**TASK TO CARRY OUT:**
Go through each line of the records below and count those with the word "evaluate"; give only the total.

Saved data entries
************

//! Page-rewrite driver for one qualifying file.
//!
//! Compaction of a file is a sequence of small, individually durable page
//! rewrites. The executor claims the file for a single page rewrite at a
//! time, so no exclusive lease outlives one rewrite, and re-checks the file's
//! eligibility between batches of rewrites. Cancellation is observed only at
//! batch boundaries.

use std::fmt;

use tokio_util::sync::CancellationToken;

use crate::{
    compaction::evaluator::{Eligibility, FileSpaceEvaluator, Unavailability},
    id::FileId,
    option::{ByteSize, CompactionConfig},
    storage::{BusyReason, FileLease, FileMetadata, PageRewrite, StorageError, StorageLayer},
};

/// Limits applied to one executor call.
#[derive(Debug, Clone, Copy, PartialEq, Eq)]
pub struct CompactionBudget {
    /// Maximum page rewrites for the call.
    pub pages: u64,
    /// Page rewrites between eligibility re-checks.
    pub batch: u64,
    /// Stop once reclaimable space drops below this.
    pub threshold: ByteSize,
}

impl CompactionBudget {
    /// Budget derived from a session config.
    pub fn from_config(config: &CompactionConfig) -> Self {
        Self {
            pages: config.pages_per_pass,
            batch: config.batch_size(),
            threshold: config.free_space_target,
        }
    }
}

/// Why a successful call stopped rewriting.
#[derive(Debug, Clone, Copy, PartialEq, Eq)]
pub enum StopReason {
    /// The file no longer meets the free-space target.
    BelowTarget,
    /// The per-call page budget was used up.
    BudgetExhausted,
    /// No live page could move to a lower offset.
    NothingToMove,
}

/// Summary of a call that ran to one of its normal stopping points.
#[derive(Debug, Clone, Copy, PartialEq, Eq)]
pub struct CompactionReport {
    /// Pages rewritten.
    pub pages_rewritten: u64,
    /// Bytes written by the rewrites.
    pub bytes_rewritten: u64,
    /// Metadata before the first rewrite.
    pub start: FileMetadata,
    /// Metadata after the last rewrite.
    pub end: FileMetadata,
    /// What ended the call.
    pub stop: StopReason,
}

impl CompactionReport {
    /// Allocated bytes given back by the call.
    pub fn bytes_recovered(&self) -> u64 {
        self.start
            .allocated_bytes
            .saturating_sub(self.end.allocated_bytes)
    }
}

/// Why a call ended early. Rewrites done before the abort stay durable.
#[derive(Debug, Clone, PartialEq, Eq)]
pub enum AbortReason {
    /// Another operation claimed the file.
    Busy(BusyReason),
    /// The file was closed or dropped.
    Closed,
    /// The session is stopping.
    Interrupted,
    /// A page rewrite failed.
    Io(String),
}

impl fmt::Display for AbortReason {
    fn fmt(&self, f: &mut fmt::Formatter<'_>) -> fmt::Result {
        match self {
            AbortReason::Busy(reason) => write!(f, "busy ({reason})"),
            AbortReason::Closed => f.write_str("closed"),
            AbortReason::Interrupted => f.write_str("interrupted"),
            AbortReason::Io(err) => write!(f, "io ({err})"),
        }
    }
}

impl From<StorageError> for AbortReason {
    fn from(err: StorageError) -> Self {
        match err {
            StorageError::Busy(reason) => AbortReason::Busy(reason),
            StorageError::Closed(_) => AbortReason::Closed,
            StorageError::Io(err) => AbortReason::Io(err.to_string()),
        }
    }
}

impl From<Unavailability> for AbortReason {
    fn from(unavailable: Unavailability) -> Self {
        match unavailable {
            Unavailability::Busy(reason) => AbortReason::Busy(reason),
            Unavailability::Closed => AbortReason::Closed,
            Unavailability::Io => AbortReason::Io("metadata unreadable".to_string()),
        }
    }
}

/// Result of one executor call.
#[derive(Debug, Clone, PartialEq, Eq)]
pub enum CompactOutcome {
    /// Rewrites stopped at a normal stopping point.
    Rewritten(CompactionReport),
    /// Rewrites stopped early.
    Aborted {
        /// Cause of the abort.
        reason: AbortReason,
        /// Pages rewritten before the abort.
        pages_rewritten: u64,
        /// Bytes written before the abort.
        bytes_rewritten: u64,
    },
}

impl CompactOutcome {
    /// Pages rewritten, whatever the outcome.
    pub fn pages_rewritten(&self) -> u64 {
        match self {
            CompactOutcome::Rewritten(report) => report.pages_rewritten,
            CompactOutcome::Aborted {
                pages_rewritten, ..
            } => *pages_rewritten,
        }
    }

    /// Bytes written, whatever the outcome.
    pub fn bytes_rewritten(&self) -> u64 {
        match self {
            CompactOutcome::Rewritten(report) => report.bytes_rewritten,
            CompactOutcome::Aborted {
                bytes_rewritten, ..
            } => *bytes_rewritten,
        }
    }
}

/// Rewrites pages of a file until it stops qualifying or the budget runs out.
#[derive(Debug, Clone, Copy, Default)]
pub struct CompactionExecutor {
    evaluator: FileSpaceEvaluator,
}

impl CompactionExecutor {
    /// Create an executor.
    pub fn new() -> Self {
        Self {
            evaluator: FileSpaceEvaluator::new(),
        }
    }

    /// Compact `id` within `budget`.
    pub async fn compact<S>(
        &self,
        storage: &S,
        id: FileId,
        budget: CompactionBudget,
        cancel: &CancellationToken,
    ) -> CompactOutcome
    where
        S: StorageLayer + ?Sized,
    {
        let mut progress = Progress::default();
        let start = match storage.metadata(id) {
            Ok(meta) => meta,
            Err(err) => return progress.abort(err.into()),
        };
        let batch = budget.batch.max(1);
        let mut last = start;

        let stop = loop {
            if progress.pages >= budget.pages {
                break StopReason::BudgetExhausted;
            }
            let batch_end = progress.pages.saturating_add(batch).min(budget.pages);
            match self.rewrite_batch(storage, id, &mut progress, batch_end) {
                Ok(true) => {}
                Ok(false) => break StopReason::NothingToMove,
                Err(reason) => return progress.abort(reason),
            }

            match self.evaluator.evaluate(storage, id, budget.threshold) {
                Eligibility::Eligible(meta) => last = meta,
                Eligibility::NotEligible(meta) => {
                    last = meta;
                    break StopReason::BelowTarget;
                }
                Eligibility::Unavailable(unavailable) => {
                    return progress.abort(unavailable.into());
                }
            }

            if cancel.is_cancelled() {
                return progress.abort(AbortReason::Interrupted);
            }
            tokio::task::yield_now().await;
        };

        let end = storage.metadata(id).unwrap_or(last);
        CompactOutcome::Rewritten(CompactionReport {
            pages_rewritten: progress.pages,
            bytes_rewritten: progress.bytes,
            start,
            end,
            stop,
        })
    }

    /// Rewrite pages until `batch_end`, leasing the file afresh for every
    /// page. Returns `false` once the storage reports nothing left to move.
    fn rewrite_batch<S>(
        &self,
        storage: &S,
        id: FileId,
        progress: &mut Progress,
        batch_end: u64,
    ) -> Result<bool, AbortReason>
    where
        S: StorageLayer + ?Sized,
    {
        while progress.pages < batch_end {
            let mut lease = storage.try_acquire(id)?;
            debug_assert_eq!(lease.file_id(), id);
            let rewrite = storage.rewrite_page(&mut lease);
            drop(lease);
            match rewrite? {
                PageRewrite::Rewritten { bytes } => {
                    progress.pages += 1;
                    progress.bytes = progress.bytes.saturating_add(bytes);
                }
                PageRewrite::NothingToMove => return Ok(false),
            }
        }
        Ok(true)
    }
}

#[derive(Debug, Default)]
struct Progress {
    pages: u64,
    bytes: u64,
}

impl Progress {
    fn abort(&self, reason: AbortReason) -> CompactOutcome {
        CompactOutcome::Aborted {
            reason,
            pages_rewritten: self.pages,
            bytes_rewritten: self.bytes,
        }
    }
}

#[cfg(test)]
mod tests {
    use std::sync::atomic::{AtomicU64, Ordering};

    use super::*;
    use crate::storage::{
        mem::{MemLease, MemStorage},
        DataFileHandle,
    };

    const PAGE: u64 = 4 * 1024;

    fn fragmented(live_tail: usize, holes: usize) -> (MemStorage, FileId) {
        let storage = MemStorage::new().with_page_size(PAGE);
        let id = storage.create_file("file:frag.wt");
        storage.populate(id, holes + live_tail).expect("populate");
        storage.delete_pages(id, 0..holes).expect("delete");
        (storage, id)
    }

    fn budget(pages: u64, batch: u64) -> CompactionBudget {
        CompactionBudget {
            pages,
            batch,
            threshold: ByteSize::mb(1),
        }
    }

    #[tokio::test]
    async fn compacts_until_nothing_left_to_move() {
        let (storage, id) = fragmented(100, 900);
        let outcome = CompactionExecutor::new()
            .compact(&storage, id, budget(1024, 16), &CancellationToken::new())
            .await;
        let CompactOutcome::Rewritten(report) = outcome else {
            panic!("expected rewrite, got {outcome:?}");
        };
        assert_eq!(report.pages_rewritten, 100);
        assert_eq!(report.bytes_rewritten, 100 * PAGE);
        assert_eq!(report.end.allocated_bytes, 100 * PAGE);
        assert_eq!(report.bytes_recovered(), 900 * PAGE);
        assert!(matches!(
            report.stop,
            StopReason::BelowTarget | StopReason::NothingToMove
        ));
        assert!(!FileSpaceEvaluator::new()
            .evaluate(&storage, id, ByteSize::mb(1))
            .is_eligible());
    }

    #[tokio::test]
    async fn stops_once_below_target() {
        // 400 holes; each move shrinks the file by one page once the tail
        // is live, and the target is 256 pages of free space.
        let (storage, id) = fragmented(600, 400);
        let outcome = CompactionExecutor::new()
            .compact(&storage, id, budget(1024, 1), &CancellationToken::new())
            .await;
        let CompactOutcome::Rewritten(report) = outcome else {
            panic!("expected rewrite, got {outcome:?}");
        };
        assert_eq!(report.stop, StopReason::BelowTarget);
        assert_eq!(report.pages_rewritten, 145);
        assert!(report.end.reclaimable_bytes() < ByteSize::mb(1).as_u64());
    }

    #[tokio::test]
    async fn respects_page_budget() {
        let (storage, id) = fragmented(100, 900);
        let outcome = CompactionExecutor::new()
            .compact(&storage, id, budget(10, 4), &CancellationToken::new())
            .await;
        let CompactOutcome::Rewritten(report) = outcome else {
            panic!("expected rewrite, got {outcome:?}");
        };
        assert_eq!(report.stop, StopReason::BudgetExhausted);
        assert_eq!(report.pages_rewritten, 10);
        assert_eq!(storage.rewrite_calls(id), 10);
    }

    #[tokio::test]
    async fn busy_file_aborts_without_rewrites() {
        let (storage, id) = fragmented(100, 900);
        let _checkpoint = storage.hold(id, BusyReason::Checkpoint).expect("hold");
        let outcome = CompactionExecutor::new()
            .compact(&storage, id, budget(64, 8), &CancellationToken::new())
            .await;
        assert_eq!(
            outcome,
            CompactOutcome::Aborted {
                reason: AbortReason::Busy(BusyReason::Checkpoint),
                pages_rewritten: 0,
                bytes_rewritten: 0,
            }
        );
        assert_eq!(storage.rewrite_calls(id), 0);
    }

    #[tokio::test]
    async fn io_fault_keeps_partial_progress() {
        let (storage, id) = fragmented(100, 900);
        let executor = CompactionExecutor::new();
        let first = executor
            .compact(&storage, id, budget(5, 5), &CancellationToken::new())
            .await;
        assert_eq!(first.pages_rewritten(), 5);
        assert_eq!(first.bytes_rewritten(), 5 * PAGE);

        storage.fail_rewrites(id, 1).expect("inject");
        let second = executor
            .compact(&storage, id, budget(64, 8), &CancellationToken::new())
            .await;
        assert!(matches!(
            second,
            CompactOutcome::Aborted {
                reason: AbortReason::Io(_),
                pages_rewritten: 0,
                ..
            }
        ));
        let meta = storage.metadata(id).expect("metadata");
        assert_eq!(meta.allocated_bytes, 995 * PAGE);
        assert_eq!(meta.live_bytes, 100 * PAGE);
    }

    #[tokio::test]
    async fn cancellation_is_observed_between_batches() {
        let (storage, id) = fragmented(100, 900);
        let cancel = CancellationToken::new();
        cancel.cancel();
        let outcome = CompactionExecutor::new()
            .compact(&storage, id, budget(64, 8), &cancel)
            .await;
        assert_eq!(
            outcome,
            CompactOutcome::Aborted {
                reason: AbortReason::Interrupted,
                pages_rewritten: 8,
                bytes_rewritten: 8 * PAGE,
            }
        );
    }

    /// Takes and releases a checkpoint hold before every lease request.
    struct CheckpointingStorage {
        inner: MemStorage,
        acquisitions: AtomicU64,
        holds_granted: AtomicU64,
    }

    impl StorageLayer for CheckpointingStorage {
        type Lease = MemLease;

        fn open_handles(&self) -> Vec<DataFileHandle> {
            self.inner.open_handles()
        }

        fn metadata(&self, id: FileId) -> Result<FileMetadata, StorageError> {
            self.inner.metadata(id)
        }

        fn try_acquire(&self, id: FileId) -> Result<MemLease, StorageError> {
            self.acquisitions.fetch_add(1, Ordering::Relaxed);
            if self.inner.hold(id, BusyReason::Checkpoint).is_ok() {
                self.holds_granted.fetch_add(1, Ordering::Relaxed);
            }
            self.inner.try_acquire(id)
        }

        fn rewrite_page(&self, lease: &mut MemLease) -> Result<PageRewrite, StorageError> {
            self.inner.rewrite_page(lease)
        }
    }

    #[tokio::test]
    async fn checkpoint_can_take_the_file_between_page_rewrites() {
        let (inner, id) = fragmented(100, 900);
        let storage = CheckpointingStorage {
            inner,
            acquisitions: AtomicU64::new(0),
            holds_granted: AtomicU64::new(0),
        };
        let outcome = CompactionExecutor::new()
            .compact(&storage, id, budget(8, 8), &CancellationToken::new())
            .await;
        assert_eq!(outcome.pages_rewritten(), 8);
        assert_eq!(storage.acquisitions.load(Ordering::Relaxed), 8);
        assert_eq!(storage.holds_granted.load(Ordering::Relaxed), 8);
    }
}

************

**WRITTEN SOLUTION:**
2